海洋国家連携論
デモクラシーと自由貿易のために
防衛大学校 教授 平間洋一
はじめに
サミュエル・ハンチントン(Smuel P. Huntington)教授は『文明の衝突(1)』において、21世紀には文明の衝突が起こり、中国、インド、日本が同盟してアングロサクソン諸国との戦争に発展すると書いている。しかし、科学技術などの進歩による異文化間の交流の増加や、マスメディアなどの影響により、ヨーロッパ連合が出現し、ヨーロッパ連合中の11か国が共通の通貨を保有したことが示すとおり、民族や国家の相違による社会体制などの差違は徐々に減少し、世界の価値観(民主主義と自由貿易システムの政治社会体制を意味し、本論ではこれらの価値観を文明という意味を含めて使用する)は、アングロサクソン民族に代表される海洋的価値観(文明)と、ロシアや中国に代表される大陸的価値観、それに不毛の砂漠に生まれた極めて厳しい砂漠的なアラブの価値観と、3つの価値観に収飲するのではないであろうか。現在のアジア・太平洋地域の冷戦後の安全保障環境は、ヨーロッパに比べて極めて不安定であり、その複雑性と流動性が問題であるが、このアジア・太平洋地域の安定と平和に不可欠な日米中の関係を、大陸国家と海洋国家の価値観、地政学(Geopolitik)と歴史的尺度という3つの視点から考えてみたい。
1. アジアにおける安全保障体制の現状
現在のアジア・太平洋地域の現状維持を揺るがす要素の多くが、自己中心的な世界観と清帝国時代の朝貢国までもが、中国古来の領土であると主張する独特の歴史認識を持つ中国の領土欲に起因している。中国をめぐる現在の世界情勢は、中国市場に対する過大期待に伴う西欧列強の利権獲得競争、中国市場の西欧諸国と異なる商業的規定の曖昧さなど、明確に定義された国際秩序が存在せず、また、中国が西欧的な安定した政治システムを持っていないことに問題がある。権力闘争は今も昔も個人であり派閥であり、1930-40年代の軍閥時代と同じように、法律による「法治社会」でなく、権力を握った人による「人治社会」である。このため、人権は無視され軍事力を押さえた者が権力を握り、民主主義は存在していない。特に、懸念されるのが領土の現状維持という国際秩序の基本が、中国のナショナリズムによって揺れていることである。1920から30年代の中国にも情熱的なナショナリズムが沸き起こり、それがアジア・太平洋の現状維持というワシントン体制を崩壊させたが、今日の中国も冷戦構造の崩壊後は共産主義イデオリギーは後退したが、代わってナショナリズムが高まり、それが台湾解放宣言、西沙・東沙群島の武力占領、南沙群島をめぐるフィリピンとの摩擦となり、尖閣列島の領有権の主張となるなど、中国の領土膨張願望がアジアの脆弱な安定を覆す可能性を高めている。

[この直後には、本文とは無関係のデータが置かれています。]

// src/format/text.rs

//! Legacy V1 text record decoding.
//!
//! The original generator wrote one record as 121 newline-terminated
//! lines: 112 hex-encoded bitboards (8 plies x 14 planes), four castling
//! flags, side to move, the rule-50 and move counters, one line of 1924
//! space-separated policy probabilities, and the outcome. Decoding is very
//! slow compared to the binary formats, which is why this exists only as
//! an ingest path: records are re-packed to V2 immediately.

use crate::error::{PipelineError, Result};
use crate::format::{v2, NUM_HIST};

/// Lines per legacy text record.
pub const RECORD_LINES: usize = NUM_HIST * v2::PLANES_PER_HIST + 7 + 2; // 121

const PLANE_LINES: usize = v2::NUM_PLANES; // 112

fn parse_str<'a>(line: &'a [u8], what: &str) -> Result<&'a str> {
    std::str::from_utf8(line)
        .map(str::trim)
        .map_err(|_| PipelineError::decode(format!("{what} line is not valid ASCII")))
}

fn parse_plane(line: &[u8]) -> Result<u64> {
    let s = parse_str(line, "plane")?;
    if s.len() != 16 {
        return Err(PipelineError::decode(format!(
            "plane line has {} hex characters, expected 16",
            s.len()
        )));
    }
    u64::from_str_radix(s, 16)
        .map_err(|_| PipelineError::decode(format!("invalid hex bitboard '{s}'")))
}

fn parse_flag(line: &[u8], what: &str) -> Result<u8> {
    parse_str(line, what)?
        .parse::<u8>()
        .map_err(|_| PipelineError::decode(format!("invalid {what} value")))
}

/// Parse a counter line, clamping to the u8 range. Self-play games can run
/// the raw counters past 255; the binary format stores saturated values.
fn parse_clamped(line: &[u8], what: &str) -> Result<u8> {
    let v = parse_str(line, what)?
        .parse::<u32>()
        .map_err(|_| PipelineError::decode(format!("invalid {what} value")))?;
    Ok(v.min(255) as u8)
}

/// Decode one 121-line text record into a packed V2 record.
///
/// Returns `Ok(None)` when the policy vector contains a NaN: a known
/// upstream producer bug, and the record is dropped without failing the
/// blob. Malformed lines are a `Decode` error (fatal for the blob);
/// a wrong-length policy vector or out-of-range outcome is an
/// `Invariant` error (fatal for the pipeline).
pub fn decode_record(lines: &[&[u8]]) -> Result<Option<v2::Record>> {
    if lines.len() != RECORD_LINES {
        return Err(PipelineError::decode(format!(
            "text record has {} lines, expected {RECORD_LINES}",
            lines.len()
        )));
    }

    let mut planes = Vec::with_capacity(PLANE_LINES);
    for line in &lines[..PLANE_LINES] {
        planes.push(parse_plane(line)?);
    }

    let us_ooo = parse_flag(lines[PLANE_LINES], "us_ooo")?;
    let us_oo = parse_flag(lines[PLANE_LINES + 1], "us_oo")?;
    let them_ooo = parse_flag(lines[PLANE_LINES + 2], "them_ooo")?;
    let them_oo = parse_flag(lines[PLANE_LINES + 3], "them_oo")?;
    let side_to_move = parse_flag(lines[PLANE_LINES + 4], "side_to_move")?;
    let rule50_count = parse_clamped(lines[PLANE_LINES + 5], "rule50_count")?;
    let move_count = parse_clamped(lines[PLANE_LINES + 6], "move_count")?;

    let probs_line = parse_str(lines[PLANE_LINES + 7], "policy")?;
    let mut probs = Vec::with_capacity(v2::NUM_POLICY_MOVES);
    for tok in probs_line.split_ascii_whitespace() {
        let p: f32 = tok
            .parse()
            .map_err(|_| PipelineError::decode(format!("invalid policy probability '{tok}'")))?;
        if p.is_nan() {
            // Known producer bug: drop just this record.
            return Ok(None);
        }
        probs.push(p);
    }
    if probs.len() != v2::NUM_POLICY_MOVES {
        return Err(PipelineError::invariant(format!(
            "policy vector has {} entries, expected {}",
            probs.len(),
            v2::NUM_POLICY_MOVES
        )));
    }

    let outcome = parse_str(lines[PLANE_LINES + 8], "outcome")?
        .parse::<i8>()
        .map_err(|_| PipelineError::decode("invalid outcome value".to_string()))?;

    let fields = v2::Fields {
        probs,
        planes,
        us_ooo,
        us_oo,
        them_ooo,
        them_oo,
        side_to_move,
        rule50_count,
        move_count,
        outcome,
    };
    fields.pack().map(Some)
}


#[cfg(test)]
mod tests {
    use super::testutil::{encode_record, split_lines};
    use super::*;

    fn sample_planes() -> Vec<u64> {
        (0..PLANE_LINES as u64)
            .map(|i| i.wrapping_mul(0x9E37_79B9_7F4A_7C15))
            .collect()
    }

    fn uniform_probs() -> Vec<f32> {
        vec![1.0 / v2::NUM_POLICY_MOVES as f32; v2::NUM_POLICY_MOVES]
    }

    #[test]
    fn test_roundtrip_preserves_fields() {
        let planes = sample_planes();
        let probs: Vec<f32> = (0..v2::NUM_POLICY_MOVES).map(|i| i as f32 / 1e5).collect();
        let text = encode_record(&planes, [1, 0, 0, 1, 1], 42, 17, &probs, 1);
        let lines = split_lines(&text);

        let record = decode_record(&lines).unwrap().unwrap();
        let fields = record.unpack();

        assert_eq!(fields.planes, planes);
        assert_eq!(fields.probs, probs);
        assert_eq!(
            [
                fields.us_ooo,
                fields.us_oo,
                fields.them_ooo,
                fields.them_oo,
                fields.side_to_move
            ],
            [1, 0, 0, 1, 1]
        );
        assert_eq!(fields.rule50_count, 42);
        assert_eq!(fields.move_count, 17);
        assert_eq!(fields.outcome, 1);
    }

    #[test]
    fn test_rule50_clamps_to_255() {
        let text = encode_record(&sample_planes(), [0; 5], 300, 0, &uniform_probs(), 0);
        let record = decode_record(&split_lines(&text)).unwrap().unwrap();
        assert_eq!(record.rule50_count(), 255);
        // Clamped value survives a re-decode of the packed bytes
        let reparsed = v2::Record::parse(record.into_bytes()).unwrap();
        assert_eq!(reparsed.rule50_count(), 255);
    }

    #[test]
    fn test_nan_probability_drops_record() {
        let mut probs = uniform_probs();
        probs[7] = f32::NAN;
        let text = encode_record(&sample_planes(), [0; 5], 0, 0, &probs, 0);
        assert!(decode_record(&split_lines(&text)).unwrap().is_none());
    }

    #[test]
    fn test_wrong_line_count_is_decode_error() {
        let text = encode_record(&sample_planes(), [0; 5], 0, 0, &uniform_probs(), 0);
        let lines = split_lines(&text);
        let err = decode_record(&lines[..RECORD_LINES - 1]).unwrap_err();
        assert!(matches!(err, PipelineError::Decode { .. }));
    }

    #[test]
    fn test_short_policy_vector_is_invariant_error() {
        let probs = vec![0.0f32; v2::NUM_POLICY_MOVES - 1];
        let text = encode_record(&sample_planes(), [0; 5], 0, 0, &probs, 0);
        let err = decode_record(&split_lines(&text)).unwrap_err();
        assert!(matches!(err, PipelineError::Invariant { .. }));
    }

    #[test]
    fn test_bad_outcome_is_invariant_error() {
        let text = encode_record(&sample_planes(), [0; 5], 0, 0, &uniform_probs(), 5);
        let err = decode_record(&split_lines(&text)).unwrap_err();
        assert!(matches!(err, PipelineError::Invariant { .. }));
    }

    #[test]
    fn test_garbage_plane_is_decode_error() {
        let mut text = encode_record(&sample_planes(), [0; 5], 0, 0, &uniform_probs(), 0);
        text.replace_range(0..16, "zzzzzzzzzzzzzzzz");
        let err = decode_record(&split_lines(&text)).unwrap_err();
        assert!(matches!(err, PipelineError::Decode { .. }));
    }
}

この不安定なアジア・太平洋地域の安全保障の枠組みをみると、アジア・太平洋地域の諸国は歴史的、政治的、文化的な差異が大きく、相互に民族問題や領土問題などを抱え、さらに軍事的条約や機構などを創設することにヨーロッパにはNATOおよび全欧安全保障協力機構(OSCE)、アメリカ大陸には米州機構(OAS)、アフリカにはアフリカ統一機構(OAU)などの国連憲章に規定された平和及び安全の維持に関する地域的取り決め(Regional Arrangement)があるが、アジアにはこのような国連の平和維持機構さえ見られない。これら弱体なアジアの安全保障体制の中で比較的に機能しているのが、マレーシアとシンガポールの防衛をイギリス、オーストラリア及びニュージーランドがコミットした「5か国防衛取り決め」であった。しかし、最近ではマレーシアが共同訓練を取りやめるなど不調和音も聞こえている。このほかに東南アジア連合(ASEAN)の加盟6か国に加えて、日本、アメリカ、欧州連合などのほかにロシア、パプアニューギニアなど18か国が参加するアジア地域フォーラム(ARF)や、アジア・太平洋経済協力会議(APEC)などがあが、最も成功していると言われるARFでも、経済、文化、教育の協調は高らかに唱っているが、軍事的な枠組みや制度の構築を回避しており、安全保障体制としては低い次元にとどまっているのが現状である。